As a scientific and medical community, we are clearly in a position to take the next logical steps toward the ultimate goal to reduce progression to type 2 diabetes for our populations at risk. One can argue that we no longer need to debate on the incredible increase in obesity and in new cases of type 2 diabetes occurring worldwide. According to the Centers for Disease Control and Prevention, 35% of U.S. adults aged 20 years or older may have prediabetes. When this statistic is applied to the entire U.S. population in 2010, it would suggest that prediabetic states exist in an estimated 79 million Americans aged 20 years or older (1). In addition, it is well recognized that because of both the associated comorbidities and complications and the costs associated with the care of the disease, diabetes will continue to represent one of the major health issues that we will face in the twenty-first century. Furthermore, there is no argument that the major factors contributing to the development of diabetes consist of lifestyle habits (i.e., physical inactivity and dietary intake) and obesity. It is now well documented that both lifestyle modification and metformin appear to be effective modalities in reducing the cumulative incidence of diabetes for at least 10 years (2–4). As such, evidence to date suggests that we are able to identify individuals in “prediabetic states” and that we can delay the progression to overt diabetes, at least as documented with intervention strategies tested in well-designed clinical trials. Thus, it appears that we are at a stage where we can begin discussions on implementing effective prevention strategies at a population-based level. In this regard, it is very timely that the American Diabetes Association (ADA), as part of its 2012–2015 Strategic Plan, will focus resources in the area of primary prevention. Specifically, the ADA's strategic plan calls for a specific focus to not only improve outcomes for people with diabetes, but those with prediabetes as well (5).

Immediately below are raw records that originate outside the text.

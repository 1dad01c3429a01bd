//! This bench test reshapes synthetic record sets: growing a flat,
//! parent-linked set into a forest, flattening it back, and nesting a wide
//! record of delimiter-encoded keys.

#![allow(missing_docs)]

use arbor::{GrowOptions, NestOptions, Record, TreeFields, Value, transform};
use criterion::{Criterion, criterion_group, criterion_main};

/// Generates `count` records shaped like a binary tree: record `n` points at
/// record `n / 2`.
fn flat_records(count: i64) -> Vec<Record> {
    (1..=count)
        .map(|id| {
            let mut record = Record::with_capacity(3);
            record.insert("id", Value::from(id));
            record.insert("title", Value::from(format!("record {id}")));
            if id > 1 {
                record.insert("parent", Value::from(id / 2));
            }
            record
        })
        .collect()
}

fn reshape_trees(c: &mut Criterion) {
    let fields = TreeFields::parse("id", "parent", "children").unwrap();
    let options = GrowOptions::default();

    let flat = flat_records(1000);
    c.bench_function("grow 1000 records", |b| {
        b.iter(|| transform::grow(&flat, &fields, &options).unwrap());
    });

    let forest = transform::grow(&flat, &fields, &options).unwrap();
    c.bench_function("flatten 1000 records", |b| {
        b.iter(|| transform::flatten(&forest, &fields));
    });
}

fn nest_wide_record(c: &mut Criterion) {
    let record: Record = (0..1000)
        .map(|i| {
            (
                format!("group{}:sub{}:field{i}", i % 10, i % 100),
                Value::from(i),
            )
        })
        .collect();
    let options = NestOptions::default();

    c.bench_function("nest 1000 keys", |b| {
        b.iter(|| transform::nest(&record, &options));
    });
}

criterion_group!(benches, reshape_trees, nest_wide_record);
criterion_main!(benches);
use std::path::PathBuf;

use arbor::{Config, GrowOptions, transform};
use clap::Parser;
use tracing::instrument;

/// Command arguments for `arbor grow`.
#[derive(Debug, Parser)]
#[command(about = "Grow a parent-linked flat set into nested trees")]
pub struct Grow {
    /// Input document (`-` for stdin)
    #[arg(default_value = "-")]
    input: PathBuf,

    /// Input and output format
    #[arg(long, value_enum, default_value_t)]
    format: super::Format,

    /// Name of the identifier field
    #[arg(long)]
    id: Option<String>,

    /// Name of the parent-reference field
    #[arg(long)]
    reference: Option<String>,

    /// Name of the children field
    #[arg(long)]
    children: Option<String>,

    /// Strip the reference field from records nested under a parent
    #[arg(long)]
    remove_reference: bool,

    /// Fail on duplicate identifiers instead of keeping the last record
    #[arg(long)]
    reject_duplicates: bool,
}

impl Grow {
    #[instrument(level = "debug", skip(self, config))]
    pub fn run(self, config: &Config) -> anyhow::Result<()> {
        let fields = super::tree_fields(
            config,
            self.id.as_deref(),
            self.reference.as_deref(),
            self.children.as_deref(),
        )?;
        let options = GrowOptions {
            remove_reference: self.remove_reference,
            reject_duplicates: self.reject_duplicates,
        };

        let text = super::read_input(&self.input)?;
        let records = super::parse_records(&text, self.format)?;

        let forest = transform::grow(&records, &fields, &options)?;
        super::write_output(&forest, self.format)
    }
}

The ADA's Strategic Plan, in many ways, relies on and specifically promotes the effective translation of the clinical research findings from the prevention studies to the community and primary care levels. As specifically outlined (5), the ADA's plan proposes to monitor progress in the prevention of diabetes by specific metrics, and it is proposed that by the end of 2015, the percentage of Americans with prediabetes who are aware of their condition will double from 7.3 to 15%. In addition, the plan calls for at least a 10% increase in the percentage of people with prediabetes who report engaging in specific preventive behaviors including evidenced-based strategies such as weight control and weight loss, physical activity, and healthy eating (5). To achieve these objectives, the following organizational priorities are quoted directly from the ADA's Strategic Plan:
Implement a high-impact national awareness campaign focusing on key prevention messages including targeted, culturally competent outreach to high-risk populations
Advance rapid adoption of American Diabetes Association standards of care for screening and treatment of prediabetes particularly among primary care providers
As part of the 2012 revision of national standards for diabetes self-management education, develop standards, review criteria and supporting tools for American Diabetes Association-recognized programs to counsel and support people with prediabetes
Successfully advocate for funding and accessibility of evidence-based prevention programs and for affordable diabetes screening in those with risk factors
If the goals of the ADA are to be met, there will need to be a paradigm shift in our thinking on how we approach prevention. We will need to emphasize different priorities as required to overcome the obstacles that exist in implementing effective preventive strategies today. To complicate matters further, the goal to implement preventive strategies will need to be accomplished in an era characterized by continued uncertainty in the direction of health care delivery and in a political environment prone to enacting additional legislation regarding reimbursement of health care services.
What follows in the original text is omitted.